Not joking about other ethnic groups creates a landscape where those groups don’t feel included, Burns argued, leading to a segregation into black, white and Asian comedy circuits.

He added: ‘There are two ways to make it, go to the Edinburgh festival where white people tell other white people what other white people find funny in front of the single whitest audience on this planet. No joke. Or get signed to a massive agency who hold the ethos of “throw enough shit at a wall and hope something sticks”. Not realising that if you throw enough shit at a wall – you wind up with a shitty wall.’

Burns predicted a ‘long cold storm’ that would thin out the circuit, adding: ‘Quite frankly I welcome the culling.’

‘The reason they’re having such a stand-up renaissance in America right now is in the 1990s there was no money in it and the only people that got into it were those willing to sleep in their cars to do it, because they were born to do it.

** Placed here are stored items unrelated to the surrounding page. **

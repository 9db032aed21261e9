use ratatui::style::Color;

use crate::model::{Priority, ThemeChoice};

/// Resolved color palette for the TUI
#[derive(Debug, Clone)]
pub struct Theme {
    pub background: Color,
    pub text: Color,
    pub text_bright: Color,
    pub dim: Color,
    pub highlight: Color,
    pub selection_bg: Color,
    pub done: Color,
    pub error: Color,
    pub progress: Color,
    pub low: Color,
    pub medium: Color,
    pub high: Color,
}

impl Theme {
    /// Resolve the palette for a theme choice. `System` keeps the
    /// terminal's own colors instead of painting a palette over them.
    pub fn for_choice(choice: ThemeChoice) -> Theme {
        match choice {
            ThemeChoice::System => Theme::system(),
            ThemeChoice::Light => Theme::light(),
            ThemeChoice::Dim => Theme::dim_palette(),
            ThemeChoice::Dark => Theme::dark(),
        }
    }

    fn system() -> Theme {
        Theme {
            background: Color::Reset,
            text: Color::Reset,
            text_bright: Color::White,
            dim: Color::DarkGray,
            highlight: Color::Cyan,
            selection_bg: Color::DarkGray,
            done: Color::Green,
            error: Color::Red,
            progress: Color::Cyan,
            low: Color::Blue,
            medium: Color::Yellow,
            high: Color::Red,
        }
    }

    fn light() -> Theme {
        Theme {
            background: Color::Rgb(0xFA, 0xFA, 0xF5),
            text: Color::Rgb(0x33, 0x33, 0x3D),
            text_bright: Color::Rgb(0x11, 0x11, 0x18),
            dim: Color::Rgb(0x8A, 0x8A, 0x96),
            highlight: Color::Rgb(0x00, 0x66, 0xCC),
            selection_bg: Color::Rgb(0xE4, 0xEA, 0xF4),
            done: Color::Rgb(0x22, 0x88, 0x44),
            error: Color::Rgb(0xC0, 0x2D, 0x2D),
            progress: Color::Rgb(0x00, 0x66, 0xCC),
            low: Color::Rgb(0x44, 0x77, 0xBB),
            medium: Color::Rgb(0xAA, 0x77, 0x00),
            high: Color::Rgb(0xC0, 0x2D, 0x2D),
        }
    }

    fn dim_palette() -> Theme {
        Theme {
            background: Color::Rgb(0x23, 0x27, 0x2E),
            text: Color::Rgb(0xAD, 0xB5, 0xBD),
            text_bright: Color::Rgb(0xE9, 0xEC, 0xEF),
            dim: Color::Rgb(0x6C, 0x75, 0x7D),
            highlight: Color::Rgb(0x6C, 0xB2, 0xEB),
            selection_bg: Color::Rgb(0x34, 0x3A, 0x43),
            done: Color::Rgb(0x7E, 0xC6, 0x99),
            error: Color::Rgb(0xE5, 0x74, 0x74),
            progress: Color::Rgb(0x6C, 0xB2, 0xEB),
            low: Color::Rgb(0x74, 0xA3, 0xDE),
            medium: Color::Rgb(0xE0, 0xB5, 0x6D),
            high: Color::Rgb(0xE5, 0x74, 0x74),
        }
    }

    fn dark() -> Theme {
        Theme {
            background: Color::Rgb(0x0E, 0x10, 0x16),
            text: Color::Rgb(0xC3, 0xC7, 0xD1),
            text_bright: Color::Rgb(0xFF, 0xFF, 0xFF),
            dim: Color::Rgb(0x5C, 0x63, 0x70),
            highlight: Color::Rgb(0x58, 0xA6, 0xFF),
            selection_bg: Color::Rgb(0x1F, 0x26, 0x35),
            done: Color::Rgb(0x3F, 0xB9, 0x50),
            error: Color::Rgb(0xF8, 0x51, 0x49),
            progress: Color::Rgb(0x58, 0xA6, 0xFF),
            low: Color::Rgb(0x58, 0x8C, 0xD6),
            medium: Color::Rgb(0xD2, 0x99, 0x22),
            high: Color::Rgb(0xF8, 0x51, 0x49),
        }
    }

    /// Accent color for a task's priority
    pub fn priority_color(&self, priority: Priority) -> Color {
        match priority {
            Priority::Low => self.low,
            Priority::Medium => self.medium,
            Priority::High => self.high,
        }
    }
}

/// Short label for the status row (the current theme state)
pub fn choice_label(choice: ThemeChoice) -> &'static str {
    match choice {
        ThemeChoice::System => "system",
        ThemeChoice::Light => "light",
        ThemeChoice::Dim => "dim",
        ThemeChoice::Dark => "dark",
    }
}

#[cfg(test)]
mod tests {
    use super::*;

    #[test]
    fn system_palette_keeps_terminal_colors() {
        let theme = Theme::for_choice(ThemeChoice::System);
        assert_eq!(theme.background, Color::Reset);
        assert_eq!(theme.text, Color::Reset);
    }

    #[test]
    fn each_choice_resolves_to_a_distinct_background() {
        let backgrounds: Vec<Color> = [
            ThemeChoice::System,
            ThemeChoice::Light,
            ThemeChoice::Dim,
            ThemeChoice::Dark,
        ]
        .into_iter()
        .map(|c| Theme::for_choice(c).background)
        .collect();
        for (i, a) in backgrounds.iter().enumerate() {
            for b in &backgrounds[i + 1..] {
                assert_ne!(a, b);
            }
        }
    }

    #[test]
    fn priority_colors_map_to_accents() {
        let theme = Theme::for_choice(ThemeChoice::Dark);
        assert_eq!(theme.priority_color(Priority::High), theme.high);
        assert_eq!(theme.priority_color(Priority::Low), theme.low);
    }

    #[test]
    fn labels_match_stored_values() {
        assert_eq!(choice_label(ThemeChoice::System), "system");
        assert_eq!(choice_label(ThemeChoice::Dark), "dark");
    }
}
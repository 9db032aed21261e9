use crate::model::ThemeChoice;

use super::kv::KvStore;

pub const THEME_KEY: &str = "theme";
pub const NOTIFY_KEY: &str = "notify";
pub const LAST_NOTIFIED_KEY: &str = "lastNotified";

/// Read the persisted theme choice; absent key means system
pub fn theme_choice(kv: &dyn KvStore) -> ThemeChoice {
    ThemeChoice::from_stored(kv.get(THEME_KEY).as_deref())
}

/// Persist a theme choice; selecting system clears the stored value
pub fn set_theme_choice(kv: &mut dyn KvStore, choice: ThemeChoice) {
    match choice.as_stored() {
        Some(value) => kv.set(THEME_KEY, value),
        None => kv.remove(THEME_KEY),
    }
}

pub fn notifications_enabled(kv: &dyn KvStore) -> bool {
    kv.get(NOTIFY_KEY).as_deref() == Some("true")
}

pub fn set_notifications_enabled(kv: &mut dyn KvStore, enabled: bool) {
    kv.set(NOTIFY_KEY, if enabled { "true" } else { "false" });
}

/// Epoch milliseconds of the last notification; 0 = never notified
pub fn last_notified_ms(kv: &dyn KvStore) -> i64 {
    kv.get(LAST_NOTIFIED_KEY)
        .and_then(|raw| raw.parse().ok())
        .unwrap_or(0)
}

pub fn set_last_notified_ms(kv: &mut dyn KvStore, at_ms: i64) {
    kv.set(LAST_NOTIFIED_KEY, &at_ms.to_string());
}

/// Forget the last notification time so the next eligible tick may fire
pub fn clear_last_notified(kv: &mut dyn KvStore) {
    kv.remove(LAST_NOTIFIED_KEY);
}

#[cfg(test)]
mod tests {
    use super::*;
    use crate::store::kv::MemStore;

    #[test]
    fn theme_absent_means_system() {
        let kv = MemStore::new();
        assert_eq!(theme_choice(&kv), ThemeChoice::System);
    }

    #[test]
    fn theme_persists_and_system_clears() {
        let mut kv = MemStore::new();
        set_theme_choice(&mut kv, ThemeChoice::Dark);
        assert_eq!(kv.get(THEME_KEY).as_deref(), Some("dark"));
        assert_eq!(theme_choice(&kv), ThemeChoice::Dark);

        set_theme_choice(&mut kv, ThemeChoice::System);
        assert_eq!(kv.get(THEME_KEY), None);
        assert_eq!(theme_choice(&kv), ThemeChoice::System);
    }

    #[test]
    fn notify_flag_round_trips_as_strings() {
        let mut kv = MemStore::new();
        assert!(!notifications_enabled(&kv));

        set_notifications_enabled(&mut kv, true);
        assert_eq!(kv.get(NOTIFY_KEY).as_deref(), Some("true"));
        assert!(notifications_enabled(&kv));

        set_notifications_enabled(&mut kv, false);
        assert_eq!(kv.get(NOTIFY_KEY).as_deref(), Some("false"));
        assert!(!notifications_enabled(&kv));
    }

    #[test]
    fn last_notified_defaults_to_zero_and_clears() {
        let mut kv = MemStore::new();
        assert_eq!(last_notified_ms(&kv), 0);

        set_last_notified_ms(&mut kv, 1_712_000_000_000);
        assert_eq!(last_notified_ms(&kv), 1_712_000_000_000);

        clear_last_notified(&mut kv);
        assert_eq!(kv.get(LAST_NOTIFIED_KEY), None);
        assert_eq!(last_notified_ms(&kv), 0);
    }

    #[test]
    fn unparseable_last_notified_reads_as_zero() {
        let mut kv = MemStore::new();
        kv.set(LAST_NOTIFIED_KEY, "garbage");
        assert_eq!(last_notified_ms(&kv), 0);
    }
}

Because they were born comedians, needy show-offs born of bad parenting, molestation or both. The Death Of Comedy – or should I say the death of funny – comes when there’s too much money in it and handsome young men and women view it as a shortcut to presenting.

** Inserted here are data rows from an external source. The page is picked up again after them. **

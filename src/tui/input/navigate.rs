use crossterm::event::{KeyCode, KeyEvent, KeyModifiers};

use crate::view::Filter;

use crate::tui::app::App;

pub(super) fn handle_navigate(app: &mut App, key: KeyEvent) {
    // Help overlay intercepts its own keys
    if app.show_help {
        if matches!(key.code, KeyCode::Char('?') | KeyCode::Esc | KeyCode::Char('q')) {
            app.show_help = false;
        }
        return;
    }

    // Clear any transient status message on keypress
    app.clear_status();

    let today = app.today();

    match (key.modifiers, key.code) {
        // Quit: q or Ctrl+C
        (_, KeyCode::Char('q')) => {
            app.should_quit = true;
        }
        (m, KeyCode::Char('c')) if m.contains(KeyModifiers::CONTROL) => {
            app.should_quit = true;
        }

        // Cursor movement across the three buckets
        (_, KeyCode::Char('j') | KeyCode::Down) => {
            let len = app.view_model(today).visible_len();
            if app.cursor + 1 < len {
                app.cursor += 1;
            }
        }
        (_, KeyCode::Char('k') | KeyCode::Up) => {
            app.cursor = app.cursor.saturating_sub(1);
        }
        (_, KeyCode::Char('g')) => {
            app.cursor = 0;
        }
        (_, KeyCode::Char('G')) => {
            let len = app.view_model(today).visible_len();
            app.cursor = len.saturating_sub(1);
        }

        // Task actions
        (_, KeyCode::Char(' ')) => app.toggle_selected(),
        (_, KeyCode::Char('e') | KeyCode::Enter) => app.start_edit(),
        (_, KeyCode::Char('d')) => app.request_delete_selected(),
        (_, KeyCode::Char('a')) => app.start_add(),

        // Filters
        (_, KeyCode::Char('1')) => set_filter(app, Filter::All),
        (_, KeyCode::Char('2')) => set_filter(app, Filter::Active),
        (_, KeyCode::Char('3')) => set_filter(app, Filter::Done),

        // Side toggles
        (_, KeyCode::Char('t')) => app.cycle_theme(),
        (_, KeyCode::Char('n')) => app.toggle_notifications(),
        (_, KeyCode::Char('i')) => app.trigger_install(),

        (_, KeyCode::Char('?')) => {
            app.show_help = true;
        }

        _ => {}
    }
}

fn set_filter(app: &mut App, filter: Filter) {
    app.filter = filter;
    app.cursor = 0;
}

‘I’m not saying anything we don’t know, with comedy’s overexposure people flocked to the comedy clubs expecting to see what they saw on television, when it wasn’t there they complained so we started pandering to the fair-weather audience and then the real fans of the art, the actual base of our industry withered away.

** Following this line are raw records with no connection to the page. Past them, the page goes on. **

//! Pure projection of the task collection into what the screen shows:
//! a status filter, three due-date buckets, and aggregate counters.

use chrono::NaiveDate;

use crate::model::Task;

/// User-selected visibility mode, applied before bucketing
#[derive(Debug, Clone, Copy, PartialEq, Eq, Default)]
pub enum Filter {
    #[default]
    All,
    Active,
    Done,
}

impl Filter {
    pub fn label(self) -> &'static str {
        match self {
            Filter::All => "all",
            Filter::Active => "active",
            Filter::Done => "done",
        }
    }

    pub fn matches(self, task: &Task) -> bool {
        match self {
            Filter::All => true,
            Filter::Active => !task.completed,
            Filter::Done => task.completed,
        }
    }
}

/// Due-date grouping for a task
#[derive(Debug, Clone, Copy, PartialEq, Eq)]
pub enum Bucket {
    Today,
    Upcoming,
    NoDate,
}

impl Bucket {
    pub fn title(self) -> &'static str {
        match self {
            Bucket::Today => "Today",
            Bucket::Upcoming => "Upcoming",
            Bucket::NoDate => "No Due Date",
        }
    }
}

/// Classify a task by its due date relative to `today`. A due date in the
/// past (and not today) falls back to the no-date bucket; there is no
/// overdue bucket.
pub fn bucket_for(task: &Task, today: NaiveDate) -> Bucket {
    match task.due_date {
        None => Bucket::NoDate,
        Some(due) if due == today => Bucket::Today,
        Some(due) if due > today => Bucket::Upcoming,
        Some(_) => Bucket::NoDate,
    }
}

/// Everything the render pass needs for one frame. Counters are computed
/// over the unfiltered collection; the buckets hold only filtered tasks,
/// in stable collection order.
#[derive(Debug, Default)]
pub struct ViewModel<'a> {
    pub today: Vec<&'a Task>,
    pub upcoming: Vec<&'a Task>,
    pub no_date: Vec<&'a Task>,
    pub total: usize,
    pub done: usize,
    pub percent: u8,
}

impl<'a> ViewModel<'a> {
    /// Tasks in display order: today, then upcoming, then no-date
    pub fn visible(&self) -> impl Iterator<Item = &&'a Task> {
        self.today
            .iter()
            .chain(self.upcoming.iter())
            .chain(self.no_date.iter())
    }

    pub fn visible_len(&self) -> usize {
        self.today.len() + self.upcoming.len() + self.no_date.len()
    }

    pub fn nth(&self, index: usize) -> Option<&'a Task> {
        self.visible().nth(index).copied()
    }
}

/// Project the collection through the filter into buckets and counters
pub fn project<'a>(tasks: &'a [Task], filter: Filter, today: NaiveDate) -> ViewModel<'a> {
    let mut vm = ViewModel {
        total: tasks.len(),
        done: tasks.iter().filter(|t| t.completed).count(),
        ..ViewModel::default()
    };
    vm.percent = if vm.total == 0 {
        0
    } else {
        (100.0 * vm.done as f64 / vm.total as f64).round() as u8
    };

    for task in tasks.iter().filter(|t| filter.matches(t)) {
        match bucket_for(task, today) {
            Bucket::Today => vm.today.push(task),
            Bucket::Upcoming => vm.upcoming.push(task),
            Bucket::NoDate => vm.no_date.push(task),
        }
    }
    vm
}
use ratatui::Frame;
use ratatui::layout::Rect;
use ratatui::style::{Modifier, Style};
use ratatui::text::{Line, Span};
use ratatui::widgets::{Block, Borders, Clear, Paragraph};

use crate::tui::app::App;

/// Render the delete confirmation popup over the pending task
pub fn render_confirm_popup(frame: &mut Frame, app: &App, area: Rect) {
    let popup_w: u16 = 44.min(area.width.saturating_sub(2));
    let inner_w = popup_w.saturating_sub(4) as usize;

    let bg = app.theme.background;
    let header_style = Style::default()
        .fg(app.theme.error)
        .bg(bg)
        .add_modifier(Modifier::BOLD);
    let text_style = Style::default().fg(app.theme.text).bg(bg);
    let bright_style = Style::default().fg(app.theme.text_bright).bg(bg);
    let hint_style = Style::default().fg(app.theme.dim).bg(bg);

    let pending_text = app
        .pending_delete
        .and_then(|id| app.tasks.get(id))
        .map(|t| t.text.as_str())
        .unwrap_or("");

    let mut quoted = format!("\u{201c}{pending_text}\u{201d}");
    if quoted.chars().count() > inner_w {
        quoted = quoted.chars().take(inner_w.saturating_sub(1)).collect();
        quoted.push('…');
    }

    let lines = vec![
        Line::from(Span::styled(" Delete task?", header_style)),
        Line::from(Span::styled("", text_style)),
        Line::from(Span::styled(format!("  {quoted}"), bright_style)),
        Line::from(Span::styled("", text_style)),
        Line::from(Span::styled("  y delete · n cancel", hint_style)),
    ];

    let popup_h = (lines.len() as u16 + 2).min(area.height.saturating_sub(2));
    let overlay_area = centered_rect_fixed(popup_w, popup_h, area);
    frame.render_widget(Clear, overlay_area);

    let block = Block::default()
        .borders(Borders::ALL)
        .border_style(Style::default().fg(app.theme.error).bg(bg))
        .style(Style::default().bg(bg));

    frame.render_widget(
        Paragraph::new(lines).block(block).style(Style::default().bg(bg)),
        overlay_area,
    );
}

fn centered_rect_fixed(width: u16, height: u16, area: Rect) -> Rect {
    let x = area.x + area.width.saturating_sub(width) / 2;
    let y = area.y + area.height.saturating_sub(height) / 2;
    Rect::new(x, y, width, height)
}
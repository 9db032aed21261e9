//! Desktop install affordance: when the app could integrate with the
//! desktop but has not yet, a deferred install signal is captured at
//! startup and an install control revealed. Triggering it replays the
//! signal once (writes the launcher entry), then the signal is cleared.

use std::fs;
use std::io;
use std::path::{Path, PathBuf};

use tracing::{debug, info};

const DESKTOP_FILE: &str = "slate.desktop";

/// A captured, deferred install signal
#[derive(Debug, Clone, PartialEq, Eq)]
pub struct InstallPrompt {
    desktop_file: PathBuf,
    exec: PathBuf,
}

/// Capture the install signal for this session, if any: the launcher
/// entry does not exist yet and the executable path is known.
pub fn capture_install_signal() -> Option<InstallPrompt> {
    let applications_dir = dirs::data_dir()?.join("applications");
    let exec = std::env::current_exe().ok()?;
    capture_at(&applications_dir, &exec)
}

pub fn capture_at(applications_dir: &Path, exec: &Path) -> Option<InstallPrompt> {
    let desktop_file = applications_dir.join(DESKTOP_FILE);
    if desktop_file.exists() {
        debug!(file = %desktop_file.display(), "already installed, no install signal");
        return None;
    }
    Some(InstallPrompt {
        desktop_file,
        exec: exec.to_path_buf(),
    })
}

impl InstallPrompt {
    /// Replay the deferred signal: write the launcher entry
    pub fn prompt(&self) -> io::Result<PathBuf> {
        if let Some(dir) = self.desktop_file.parent() {
            fs::create_dir_all(dir)?;
        }
        let entry = format!(
            "[Desktop Entry]\n\
             Type=Application\n\
             Name=Slate\n\
             Comment=Task list with day buckets\n\
             Exec={}\n\
             Terminal=true\n\
             Categories=Utility;\n",
            self.exec.display()
        );
        fs::write(&self.desktop_file, entry)?;
        info!(file = %self.desktop_file.display(), "installed launcher entry");
        Ok(self.desktop_file.clone())
    }
}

‘The fair-weather lot started seeing too many acts that were a carbon copy of one another and they sodded off too. I hate to admit it, but American comics have been warning us of this for decades and they were right.’

He said another nail in comedy’s coffin was a ‘selfie culture’, in which audiences wanted to hear only material that directly related to their own lives, not other viewpoints or challenging opinions.

‘I thought the whole point of this art form was to have a point of view not normally heard,’ Burns argued. ‘You don’t have to agree with it, hell I don’t agree with half of what I have to say. But now, in the age of the selfie, if people can’t see themselves in your act they’re not only upset, they’re fucking outraged.

‘In this production line, cookie-cutter industry we have built ourselves a limited lifespan. Stick someone in a shiny suit put them on a panel show then flog DVDs at Christmas. I’m not saying there’s anything wrong with that but making that the only way? Well, finding other ways is down to us. The system will do as it does, bypassing it is our own responsibility.’

Burns has done that by starting a podcast, performing a free Edinburgh show and touring smaller, non-traditional comedy rooms – which he said was a defensive measure to ensure his survival, rather than an a defiant move.

‘It turns out I was right,’ he said. ‘True stand-up fans have stopped going to clubs and comedy nights because what they used to love about it seems to have died.’

And of his move into a free show at Edinburgh he said it was the most fun he’d had at the festival and ‘the most honest day’s wage I’d ever earned. I made you laugh, you pay me, I didn’t, you don’t’.

Burns said that in touring, freedom has come from not having to ‘bust my arse’ to sell extra tickets in bigger venue to people who were not that interested in seeing him, when a smaller, more dedicated audience was viable. ’In the past year not a single solitary person has been coerced or talked into seeing me,’ he said. ‘And for the first time in God knows how long I sold out in advance and looked forward to going to work every night.’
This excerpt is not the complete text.